Assigned task: Find how many lines in the listing below include the word "path". Give that number only.
━━━━━ Data supplied ━━━━━
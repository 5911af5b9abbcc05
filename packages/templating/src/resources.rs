//! View Resources
//!
//! Hierarchical registry of elements, attributes, value converters and
//! compile/create hooks visible to a template. Lookups fall back to the
//! parent registry; registrations only ever touch the local tables.

use std::cell::RefCell;
use std::rc::Rc;

use indexmap::IndexMap;

use crate::behavior::HtmlBehaviorResource;
use crate::binding::{BindingLanguage, ValueConverter};
use crate::container::Container;
use crate::context::BindingContext;
use crate::dom::NodeId;
use crate::error::{ResourceKind, Result, TemplatingError};
use crate::instructions::{ViewCompileInstruction, ViewCreateInstruction};
use crate::util::relative_to_file;
use crate::view::View;
use crate::view_factory::ViewFactory;

/// Callbacks around compilation and view creation. Unimplemented phases are skipped.
pub trait ViewEngineHooks {
    fn before_compile(
        &self,
        _content: NodeId,
        _resources: &Rc<ViewResources>,
        _instruction: &ViewCompileInstruction,
    ) {
    }

    fn after_compile(&self, _factory: &Rc<ViewFactory>) {}

    fn before_create(
        &self,
        _factory: &Rc<ViewFactory>,
        _container: &Rc<Container>,
        _content: NodeId,
        _instruction: &ViewCreateInstruction,
        _binding_context: Option<&BindingContext>,
    ) {
    }

    fn after_create(&self, _view: &Rc<View>) {}

    /// Which phases this hook takes part in
    fn phases(&self) -> HookPhases {
        HookPhases::all()
    }
}

bitflags::bitflags! {
    #[derive(Debug, Clone, Copy, PartialEq, Eq)]
    pub struct HookPhases: u8 {
        const BEFORE_COMPILE = 1 << 0;
        const AFTER_COMPILE = 1 << 1;
        const BEFORE_CREATE = 1 << 2;
        const AFTER_CREATE = 1 << 3;
    }
}

/// Per-phase hook lists. The first three are held inline; the rest spill over.
#[derive(Default)]
struct HookSlots {
    hook1: Option<Rc<dyn ViewEngineHooks>>,
    hook2: Option<Rc<dyn ViewEngineHooks>>,
    hook3: Option<Rc<dyn ViewEngineHooks>>,
    additional: Vec<Rc<dyn ViewEngineHooks>>,
}

impl HookSlots {
    fn push(&mut self, hook: Rc<dyn ViewEngineHooks>) {
        if self.hook1.is_none() {
            self.hook1 = Some(hook);
        } else if self.hook2.is_none() {
            self.hook2 = Some(hook);
        } else if self.hook3.is_none() {
            self.hook3 = Some(hook);
        } else {
            self.additional.push(hook);
        }
    }

    fn is_empty(&self) -> bool {
        self.hook1.is_none()
    }

    fn snapshot(&self) -> Vec<Rc<dyn ViewEngineHooks>> {
        self.hook1
            .iter()
            .chain(self.hook2.iter())
            .chain(self.hook3.iter())
            .chain(self.additional.iter())
            .cloned()
            .collect()
    }
}

#[derive(Default)]
struct Hooks {
    before_compile: HookSlots,
    after_compile: HookSlots,
    before_create: HookSlots,
    after_create: HookSlots,
}

/// Something that can be registered into a `ViewResources` under a name
pub trait Resource {
    fn register(self: Rc<Self>, registry: &ViewResources, name: Option<&str>) -> Result<()>;
}

pub struct ValueConverterResource {
    name: String,
    converter: Rc<dyn ValueConverter>,
}

impl ValueConverterResource {
    pub fn new(name: &str, converter: Rc<dyn ValueConverter>) -> Rc<Self> {
        Rc::new(ValueConverterResource {
            name: name.to_string(),
            converter,
        })
    }

    pub fn name(&self) -> &str {
        &self.name
    }

    /// `DateFormatValueConverter` -> `dateFormat`
    pub fn convention(key: &str) -> Option<String> {
        key.strip_suffix("ValueConverter")
            .filter(|base| !base.is_empty())
            .map(crate::util::camel_case)
    }
}

impl Resource for ValueConverterResource {
    fn register(self: Rc<Self>, registry: &ViewResources, name: Option<&str>) -> Result<()> {
        registry.register_value_converter(name.unwrap_or(&self.name), self.converter.clone())
    }
}

pub struct ViewResources {
    parent: RefCell<Option<Rc<ViewResources>>>,
    view_url: Option<String>,
    elements: RefCell<IndexMap<String, Rc<HtmlBehaviorResource>>>,
    attributes: RefCell<IndexMap<String, Rc<HtmlBehaviorResource>>>,
    attribute_map: RefCell<IndexMap<String, String>>,
    value_converters: RefCell<IndexMap<String, Rc<dyn ValueConverter>>>,
    binding_language: RefCell<Option<Rc<dyn BindingLanguage>>>,
    hooks: RefCell<Hooks>,
}

impl ViewResources {
    pub fn new(parent: Option<&Rc<ViewResources>>, view_url: Option<&str>) -> Rc<Self> {
        Rc::new(ViewResources {
            parent: RefCell::new(parent.cloned()),
            view_url: view_url.map(str::to_string),
            elements: RefCell::new(IndexMap::new()),
            attributes: RefCell::new(IndexMap::new()),
            attribute_map: RefCell::new(IndexMap::new()),
            value_converters: RefCell::new(IndexMap::new()),
            binding_language: RefCell::new(None),
            hooks: RefCell::new(Hooks::default()),
        })
    }

    pub fn parent(&self) -> Option<Rc<ViewResources>> {
        self.parent.borrow().clone()
    }

    pub fn view_url(&self) -> Option<&str> {
        self.view_url.as_deref()
    }

    /// Splice this registry in as the parent of `new_parent`'s chain
    pub fn patch_in_parent(&self, new_parent: &Rc<ViewResources>) {
        let original = self.parent.replace(Some(new_parent.clone()));
        if new_parent.parent.borrow().is_none() {
            *new_parent.parent.borrow_mut() = original;
        }
    }

    pub fn relative_to_view(&self, path: &str) -> String {
        relative_to_file(path, self.view_url.as_deref().unwrap_or(""))
    }

    // ===== Binding language =====

    /// The configured language, or `fallback` which is then remembered here
    pub fn binding_language(&self, fallback: &Rc<dyn BindingLanguage>) -> Rc<dyn BindingLanguage> {
        self.binding_language
            .borrow_mut()
            .get_or_insert_with(|| fallback.clone())
            .clone()
    }

    pub fn set_binding_language(&self, language: Rc<dyn BindingLanguage>) {
        *self.binding_language.borrow_mut() = Some(language);
    }

    // ===== Hooks =====

    pub fn register_view_engine_hooks(&self, hooks: Rc<dyn ViewEngineHooks>) {
        let phases = hooks.phases();
        let mut slots = self.hooks.borrow_mut();
        if phases.contains(HookPhases::BEFORE_COMPILE) {
            slots.before_compile.push(hooks.clone());
        }
        if phases.contains(HookPhases::AFTER_COMPILE) {
            slots.after_compile.push(hooks.clone());
        }
        if phases.contains(HookPhases::BEFORE_CREATE) {
            slots.before_create.push(hooks.clone());
        }
        if phases.contains(HookPhases::AFTER_CREATE) {
            slots.after_create.push(hooks);
        }
    }

    /// Hooks for a phase, parents first
    fn hooks_for(&self, pick: fn(&Hooks) -> &HookSlots) -> Vec<Rc<dyn ViewEngineHooks>> {
        let mut out = self
            .parent()
            .map(|parent| parent.hooks_for(pick))
            .unwrap_or_default();
        let hooks = self.hooks.borrow();
        let slots = pick(&hooks);
        if !slots.is_empty() {
            out.extend(slots.snapshot());
        }
        out
    }

    pub fn on_before_compile(
        self: &Rc<Self>,
        content: NodeId,
        instruction: &ViewCompileInstruction,
    ) {
        for hook in self.hooks_for(|h| &h.before_compile) {
            hook.before_compile(content, self, instruction);
        }
    }

    pub fn on_after_compile(&self, factory: &Rc<ViewFactory>) {
        for hook in self.hooks_for(|h| &h.after_compile) {
            hook.after_compile(factory);
        }
    }

    pub fn on_before_create(
        &self,
        factory: &Rc<ViewFactory>,
        container: &Rc<Container>,
        content: NodeId,
        instruction: &ViewCreateInstruction,
        binding_context: Option<&BindingContext>,
    ) {
        for hook in self.hooks_for(|h| &h.before_create) {
            hook.before_create(factory, container, content, instruction, binding_context);
        }
    }

    pub fn on_after_create(&self, view: &Rc<View>) {
        for hook in self.hooks_for(|h| &h.after_create) {
            hook.after_create(view);
        }
    }

    // ===== Registration =====

    pub fn register_element(&self, tag_name: &str, behavior: Rc<HtmlBehaviorResource>) -> Result<()> {
        register(&self.elements, tag_name, behavior, ResourceKind::Element)
    }

    pub fn register_attribute(
        &self,
        attribute: &str,
        behavior: Rc<HtmlBehaviorResource>,
        known_attribute: &str,
    ) -> Result<()> {
        self.attribute_map
            .borrow_mut()
            .insert(attribute.to_string(), known_attribute.to_string());
        register(&self.attributes, attribute, behavior, ResourceKind::Attribute)
    }

    pub fn register_value_converter(&self, name: &str, converter: Rc<dyn ValueConverter>) -> Result<()> {
        register(
            &self.value_converters,
            name,
            converter,
            ResourceKind::ValueConverter,
        )
    }

    // ===== Lookup =====

    pub fn get_element(&self, tag_name: &str) -> Option<Rc<HtmlBehaviorResource>> {
        self.elements
            .borrow()
            .get(tag_name)
            .cloned()
            .or_else(|| self.parent().and_then(|p| p.get_element(tag_name)))
    }

    pub fn get_attribute(&self, attribute: &str) -> Option<Rc<HtmlBehaviorResource>> {
        self.attributes
            .borrow()
            .get(attribute)
            .cloned()
            .or_else(|| self.parent().and_then(|p| p.get_attribute(attribute)))
    }

    /// Property-facing name an attribute was registered under
    pub fn map_attribute(&self, attribute: &str) -> Option<String> {
        self.attribute_map
            .borrow()
            .get(attribute)
            .cloned()
            .or_else(|| self.parent().and_then(|p| p.map_attribute(attribute)))
    }

    pub fn get_value_converter(&self, name: &str) -> Option<Rc<dyn ValueConverter>> {
        self.value_converters
            .borrow()
            .get(name)
            .cloned()
            .or_else(|| self.parent().and_then(|p| p.get_value_converter(name)))
    }
}

fn register<T: ?Sized>(
    table: &RefCell<IndexMap<String, Rc<T>>>,
    name: &str,
    item: Rc<T>,
    kind: ResourceKind,
) -> Result<()> {
    let mut table = table.borrow_mut();
    if let Some(existing) = table.get(name) {
        if Rc::ptr_eq(existing, &item) {
            return Ok(());
        }
        return Err(TemplatingError::DuplicateResource {
            kind,
            name: name.to_string(),
        });
    }
    table.insert(name.to_string(), item);
    Ok(())
}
━━━━━
Solution below: 2